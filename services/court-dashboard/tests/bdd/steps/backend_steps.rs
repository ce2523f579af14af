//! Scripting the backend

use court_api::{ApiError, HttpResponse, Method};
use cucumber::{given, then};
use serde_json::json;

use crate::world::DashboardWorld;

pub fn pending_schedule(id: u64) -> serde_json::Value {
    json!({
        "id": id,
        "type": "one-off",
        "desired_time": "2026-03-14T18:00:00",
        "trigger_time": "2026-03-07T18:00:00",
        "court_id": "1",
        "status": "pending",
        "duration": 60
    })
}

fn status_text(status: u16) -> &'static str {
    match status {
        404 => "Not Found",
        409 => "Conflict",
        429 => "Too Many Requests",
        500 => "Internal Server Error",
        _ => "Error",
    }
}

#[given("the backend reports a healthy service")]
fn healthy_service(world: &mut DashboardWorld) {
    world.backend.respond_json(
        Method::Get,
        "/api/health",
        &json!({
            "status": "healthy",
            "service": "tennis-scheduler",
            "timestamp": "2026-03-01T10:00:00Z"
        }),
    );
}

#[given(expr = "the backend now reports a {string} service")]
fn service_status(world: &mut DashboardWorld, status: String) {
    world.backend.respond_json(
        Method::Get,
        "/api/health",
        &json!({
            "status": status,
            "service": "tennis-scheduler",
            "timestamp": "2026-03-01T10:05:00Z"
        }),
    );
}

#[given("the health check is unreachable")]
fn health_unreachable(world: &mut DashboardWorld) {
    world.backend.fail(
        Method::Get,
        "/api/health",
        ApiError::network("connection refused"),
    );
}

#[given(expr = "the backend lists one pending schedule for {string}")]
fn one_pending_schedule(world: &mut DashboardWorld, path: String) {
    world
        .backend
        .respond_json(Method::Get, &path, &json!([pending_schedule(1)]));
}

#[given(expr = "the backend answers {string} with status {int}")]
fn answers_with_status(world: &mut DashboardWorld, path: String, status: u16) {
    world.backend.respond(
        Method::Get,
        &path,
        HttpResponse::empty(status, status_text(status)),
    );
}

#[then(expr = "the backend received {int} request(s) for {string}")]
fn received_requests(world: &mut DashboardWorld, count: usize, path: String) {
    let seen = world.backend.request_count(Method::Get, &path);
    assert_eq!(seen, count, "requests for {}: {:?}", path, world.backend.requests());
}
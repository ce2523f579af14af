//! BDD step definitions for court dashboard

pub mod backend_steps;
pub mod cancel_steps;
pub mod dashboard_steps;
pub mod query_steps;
☆ ☆ ☆ ☆ ☆ ☆ ☆
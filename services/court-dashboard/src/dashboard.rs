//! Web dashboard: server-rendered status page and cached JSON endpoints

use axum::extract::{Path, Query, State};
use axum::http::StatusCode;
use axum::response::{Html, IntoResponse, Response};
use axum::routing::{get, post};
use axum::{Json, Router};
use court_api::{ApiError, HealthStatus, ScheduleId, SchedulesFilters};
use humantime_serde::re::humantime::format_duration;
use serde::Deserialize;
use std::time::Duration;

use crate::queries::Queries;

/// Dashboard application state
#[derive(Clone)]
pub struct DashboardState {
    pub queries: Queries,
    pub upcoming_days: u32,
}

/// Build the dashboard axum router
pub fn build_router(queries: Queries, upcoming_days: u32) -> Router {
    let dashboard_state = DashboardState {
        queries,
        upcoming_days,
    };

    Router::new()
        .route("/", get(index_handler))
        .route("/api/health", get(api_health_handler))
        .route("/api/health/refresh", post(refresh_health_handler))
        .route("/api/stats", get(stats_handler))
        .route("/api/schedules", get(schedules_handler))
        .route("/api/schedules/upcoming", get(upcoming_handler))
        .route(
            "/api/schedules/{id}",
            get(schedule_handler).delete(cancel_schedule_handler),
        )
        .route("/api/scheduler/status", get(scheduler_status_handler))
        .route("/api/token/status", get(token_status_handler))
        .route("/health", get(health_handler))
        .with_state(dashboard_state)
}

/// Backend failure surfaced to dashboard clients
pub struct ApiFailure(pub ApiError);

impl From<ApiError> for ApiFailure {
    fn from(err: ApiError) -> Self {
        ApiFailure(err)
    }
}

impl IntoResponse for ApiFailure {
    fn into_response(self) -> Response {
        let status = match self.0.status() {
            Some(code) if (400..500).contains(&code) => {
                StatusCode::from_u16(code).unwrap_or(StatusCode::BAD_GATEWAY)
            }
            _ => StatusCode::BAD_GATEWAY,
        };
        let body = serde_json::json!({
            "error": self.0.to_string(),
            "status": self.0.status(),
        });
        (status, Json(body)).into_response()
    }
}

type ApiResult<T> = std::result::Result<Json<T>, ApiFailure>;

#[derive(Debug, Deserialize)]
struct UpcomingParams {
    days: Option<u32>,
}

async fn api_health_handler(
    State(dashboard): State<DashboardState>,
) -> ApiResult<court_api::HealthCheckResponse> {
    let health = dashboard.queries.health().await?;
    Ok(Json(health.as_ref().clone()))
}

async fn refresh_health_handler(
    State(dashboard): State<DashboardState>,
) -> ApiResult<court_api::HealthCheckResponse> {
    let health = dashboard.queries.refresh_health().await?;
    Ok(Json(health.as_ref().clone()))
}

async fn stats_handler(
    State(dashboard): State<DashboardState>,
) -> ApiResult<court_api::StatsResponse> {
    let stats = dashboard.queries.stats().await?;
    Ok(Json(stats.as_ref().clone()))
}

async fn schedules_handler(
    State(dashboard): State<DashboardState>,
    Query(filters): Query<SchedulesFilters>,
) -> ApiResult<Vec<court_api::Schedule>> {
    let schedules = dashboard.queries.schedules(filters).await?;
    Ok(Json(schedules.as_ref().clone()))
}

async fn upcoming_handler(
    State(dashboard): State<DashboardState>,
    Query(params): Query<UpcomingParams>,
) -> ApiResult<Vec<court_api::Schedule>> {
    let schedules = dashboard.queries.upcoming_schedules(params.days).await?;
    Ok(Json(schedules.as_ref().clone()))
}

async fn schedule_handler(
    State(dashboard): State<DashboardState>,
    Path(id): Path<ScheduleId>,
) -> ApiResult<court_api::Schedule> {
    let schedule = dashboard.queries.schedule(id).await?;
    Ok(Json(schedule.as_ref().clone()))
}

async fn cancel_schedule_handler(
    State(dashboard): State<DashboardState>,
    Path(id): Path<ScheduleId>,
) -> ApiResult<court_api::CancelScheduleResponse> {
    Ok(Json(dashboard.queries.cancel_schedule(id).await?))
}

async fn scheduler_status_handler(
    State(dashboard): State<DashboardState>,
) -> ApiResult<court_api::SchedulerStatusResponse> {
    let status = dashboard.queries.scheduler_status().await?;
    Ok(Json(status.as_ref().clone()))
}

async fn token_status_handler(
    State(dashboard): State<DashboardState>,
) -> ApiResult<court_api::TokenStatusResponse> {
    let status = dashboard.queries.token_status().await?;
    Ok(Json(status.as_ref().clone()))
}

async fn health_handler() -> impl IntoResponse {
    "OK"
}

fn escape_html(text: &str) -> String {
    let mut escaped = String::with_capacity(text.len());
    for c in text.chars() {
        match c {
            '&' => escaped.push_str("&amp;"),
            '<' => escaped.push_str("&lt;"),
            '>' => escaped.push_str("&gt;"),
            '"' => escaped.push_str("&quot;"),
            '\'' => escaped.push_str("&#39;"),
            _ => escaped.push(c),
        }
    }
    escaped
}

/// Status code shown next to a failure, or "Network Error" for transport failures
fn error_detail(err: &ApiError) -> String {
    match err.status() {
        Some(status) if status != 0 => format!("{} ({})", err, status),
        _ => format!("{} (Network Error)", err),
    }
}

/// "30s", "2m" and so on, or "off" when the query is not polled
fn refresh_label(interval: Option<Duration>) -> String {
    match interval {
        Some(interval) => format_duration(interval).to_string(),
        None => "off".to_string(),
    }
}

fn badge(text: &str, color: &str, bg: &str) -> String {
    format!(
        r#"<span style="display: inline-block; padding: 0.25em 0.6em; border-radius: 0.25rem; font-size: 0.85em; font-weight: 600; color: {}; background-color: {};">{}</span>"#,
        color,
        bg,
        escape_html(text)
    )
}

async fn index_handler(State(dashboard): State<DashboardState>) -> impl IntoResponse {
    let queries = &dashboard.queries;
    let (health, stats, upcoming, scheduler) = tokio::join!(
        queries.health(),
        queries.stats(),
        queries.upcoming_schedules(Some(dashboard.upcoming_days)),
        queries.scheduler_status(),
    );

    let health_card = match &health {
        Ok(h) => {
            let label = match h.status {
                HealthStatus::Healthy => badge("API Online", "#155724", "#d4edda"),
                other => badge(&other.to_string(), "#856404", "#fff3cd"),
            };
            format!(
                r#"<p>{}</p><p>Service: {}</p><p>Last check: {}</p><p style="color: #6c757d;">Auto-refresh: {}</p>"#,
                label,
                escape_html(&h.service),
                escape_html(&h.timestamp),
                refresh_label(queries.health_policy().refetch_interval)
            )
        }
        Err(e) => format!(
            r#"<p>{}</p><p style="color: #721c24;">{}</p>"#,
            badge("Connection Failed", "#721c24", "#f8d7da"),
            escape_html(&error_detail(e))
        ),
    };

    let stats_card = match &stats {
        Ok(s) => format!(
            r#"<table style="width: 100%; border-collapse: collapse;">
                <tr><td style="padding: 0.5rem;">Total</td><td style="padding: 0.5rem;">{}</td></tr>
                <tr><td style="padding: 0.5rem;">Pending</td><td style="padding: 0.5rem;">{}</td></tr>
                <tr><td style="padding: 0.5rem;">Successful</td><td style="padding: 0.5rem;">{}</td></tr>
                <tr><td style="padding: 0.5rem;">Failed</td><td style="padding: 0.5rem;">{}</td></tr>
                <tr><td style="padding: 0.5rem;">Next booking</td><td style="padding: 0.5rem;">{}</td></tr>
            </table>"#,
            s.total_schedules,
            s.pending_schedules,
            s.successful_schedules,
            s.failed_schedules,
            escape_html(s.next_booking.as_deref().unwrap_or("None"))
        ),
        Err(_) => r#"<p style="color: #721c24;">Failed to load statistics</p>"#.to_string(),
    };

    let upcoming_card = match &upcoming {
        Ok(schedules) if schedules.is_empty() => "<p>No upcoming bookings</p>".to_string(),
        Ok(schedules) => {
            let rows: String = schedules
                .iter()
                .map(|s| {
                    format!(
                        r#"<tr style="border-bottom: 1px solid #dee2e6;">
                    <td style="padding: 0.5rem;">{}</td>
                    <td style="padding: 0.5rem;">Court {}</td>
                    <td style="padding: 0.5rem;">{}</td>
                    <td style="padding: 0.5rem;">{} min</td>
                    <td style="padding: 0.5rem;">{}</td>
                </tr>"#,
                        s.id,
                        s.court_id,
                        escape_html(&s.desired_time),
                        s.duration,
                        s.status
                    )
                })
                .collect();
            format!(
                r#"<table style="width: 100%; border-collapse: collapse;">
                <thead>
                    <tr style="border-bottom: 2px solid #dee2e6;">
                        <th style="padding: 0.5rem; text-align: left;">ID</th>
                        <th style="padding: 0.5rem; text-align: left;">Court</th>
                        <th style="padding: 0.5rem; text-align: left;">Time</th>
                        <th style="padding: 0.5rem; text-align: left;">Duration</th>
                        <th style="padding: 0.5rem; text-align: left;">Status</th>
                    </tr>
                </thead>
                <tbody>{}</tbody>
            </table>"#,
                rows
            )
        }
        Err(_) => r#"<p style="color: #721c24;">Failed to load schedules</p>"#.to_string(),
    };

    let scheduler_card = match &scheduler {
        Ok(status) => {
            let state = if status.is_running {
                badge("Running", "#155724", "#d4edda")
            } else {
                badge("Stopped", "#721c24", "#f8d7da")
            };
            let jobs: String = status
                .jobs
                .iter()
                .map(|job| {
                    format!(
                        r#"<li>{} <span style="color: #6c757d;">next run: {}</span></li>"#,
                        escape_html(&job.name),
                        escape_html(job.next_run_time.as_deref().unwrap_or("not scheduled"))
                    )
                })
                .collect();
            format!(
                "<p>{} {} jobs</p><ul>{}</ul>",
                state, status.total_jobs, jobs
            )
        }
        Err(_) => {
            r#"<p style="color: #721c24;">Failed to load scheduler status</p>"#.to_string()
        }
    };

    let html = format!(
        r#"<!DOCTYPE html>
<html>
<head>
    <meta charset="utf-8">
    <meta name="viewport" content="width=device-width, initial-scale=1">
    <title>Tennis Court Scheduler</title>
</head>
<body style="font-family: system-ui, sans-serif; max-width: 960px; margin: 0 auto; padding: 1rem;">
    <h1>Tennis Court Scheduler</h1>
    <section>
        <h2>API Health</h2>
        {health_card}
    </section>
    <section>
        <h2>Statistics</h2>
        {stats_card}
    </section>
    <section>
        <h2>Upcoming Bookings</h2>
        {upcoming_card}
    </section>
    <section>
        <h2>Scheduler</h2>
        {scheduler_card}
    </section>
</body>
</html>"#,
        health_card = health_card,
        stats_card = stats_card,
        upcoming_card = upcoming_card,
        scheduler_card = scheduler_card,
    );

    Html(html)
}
☆ ☆ ☆ ☆ ☆ ☆ ☆
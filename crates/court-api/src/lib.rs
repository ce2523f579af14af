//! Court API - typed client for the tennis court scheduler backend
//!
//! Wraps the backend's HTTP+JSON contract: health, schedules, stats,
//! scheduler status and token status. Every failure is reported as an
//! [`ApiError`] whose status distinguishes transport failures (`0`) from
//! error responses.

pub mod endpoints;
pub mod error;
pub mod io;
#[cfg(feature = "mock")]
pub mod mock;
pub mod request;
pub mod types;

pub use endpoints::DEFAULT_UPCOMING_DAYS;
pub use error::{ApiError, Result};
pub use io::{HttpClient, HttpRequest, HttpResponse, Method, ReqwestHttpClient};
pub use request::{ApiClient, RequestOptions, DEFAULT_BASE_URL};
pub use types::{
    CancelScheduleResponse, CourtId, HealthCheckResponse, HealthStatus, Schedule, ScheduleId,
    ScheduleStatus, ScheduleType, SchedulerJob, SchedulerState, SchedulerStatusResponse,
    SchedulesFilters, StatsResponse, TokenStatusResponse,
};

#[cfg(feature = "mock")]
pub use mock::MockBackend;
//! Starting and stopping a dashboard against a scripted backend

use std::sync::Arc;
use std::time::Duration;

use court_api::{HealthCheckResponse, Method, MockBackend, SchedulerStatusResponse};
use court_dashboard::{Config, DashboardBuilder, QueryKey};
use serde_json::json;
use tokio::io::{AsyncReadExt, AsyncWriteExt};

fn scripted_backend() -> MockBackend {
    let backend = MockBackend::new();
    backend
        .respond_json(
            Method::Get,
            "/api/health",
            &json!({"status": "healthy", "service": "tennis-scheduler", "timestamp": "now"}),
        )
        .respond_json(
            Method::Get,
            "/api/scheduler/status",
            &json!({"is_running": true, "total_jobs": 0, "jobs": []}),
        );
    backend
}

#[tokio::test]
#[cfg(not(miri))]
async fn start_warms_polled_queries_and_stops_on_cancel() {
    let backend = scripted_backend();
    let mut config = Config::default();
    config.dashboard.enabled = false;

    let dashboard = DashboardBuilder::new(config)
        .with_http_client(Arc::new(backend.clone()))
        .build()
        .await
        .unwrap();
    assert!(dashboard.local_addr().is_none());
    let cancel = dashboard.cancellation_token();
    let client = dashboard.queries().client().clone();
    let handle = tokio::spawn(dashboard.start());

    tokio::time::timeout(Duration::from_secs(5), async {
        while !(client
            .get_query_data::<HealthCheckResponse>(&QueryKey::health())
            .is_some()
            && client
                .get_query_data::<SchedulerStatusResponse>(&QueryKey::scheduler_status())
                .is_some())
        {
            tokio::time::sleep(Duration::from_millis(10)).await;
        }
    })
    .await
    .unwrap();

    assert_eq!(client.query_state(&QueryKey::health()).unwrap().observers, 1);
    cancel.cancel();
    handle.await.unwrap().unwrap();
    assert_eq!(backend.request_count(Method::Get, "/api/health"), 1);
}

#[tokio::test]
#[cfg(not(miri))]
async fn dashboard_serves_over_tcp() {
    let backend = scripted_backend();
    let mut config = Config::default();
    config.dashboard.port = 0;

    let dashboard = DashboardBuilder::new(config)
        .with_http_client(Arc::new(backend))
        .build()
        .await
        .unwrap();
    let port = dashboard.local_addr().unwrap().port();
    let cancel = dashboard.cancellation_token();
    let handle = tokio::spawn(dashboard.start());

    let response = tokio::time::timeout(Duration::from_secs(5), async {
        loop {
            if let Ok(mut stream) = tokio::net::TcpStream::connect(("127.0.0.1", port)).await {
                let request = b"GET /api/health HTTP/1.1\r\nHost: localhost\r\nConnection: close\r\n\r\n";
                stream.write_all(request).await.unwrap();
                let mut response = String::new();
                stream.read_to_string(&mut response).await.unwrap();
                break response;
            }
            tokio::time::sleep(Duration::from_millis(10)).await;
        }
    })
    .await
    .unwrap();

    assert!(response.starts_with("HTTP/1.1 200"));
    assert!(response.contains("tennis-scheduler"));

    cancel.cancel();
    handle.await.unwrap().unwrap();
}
☆ ☆ ☆ ☆ ☆ ☆ ☆
§ **Exercise goal**
Go through the entries above and count the lines holding the word "StatsResponse"; write nothing but the number.

§ **Task result**
2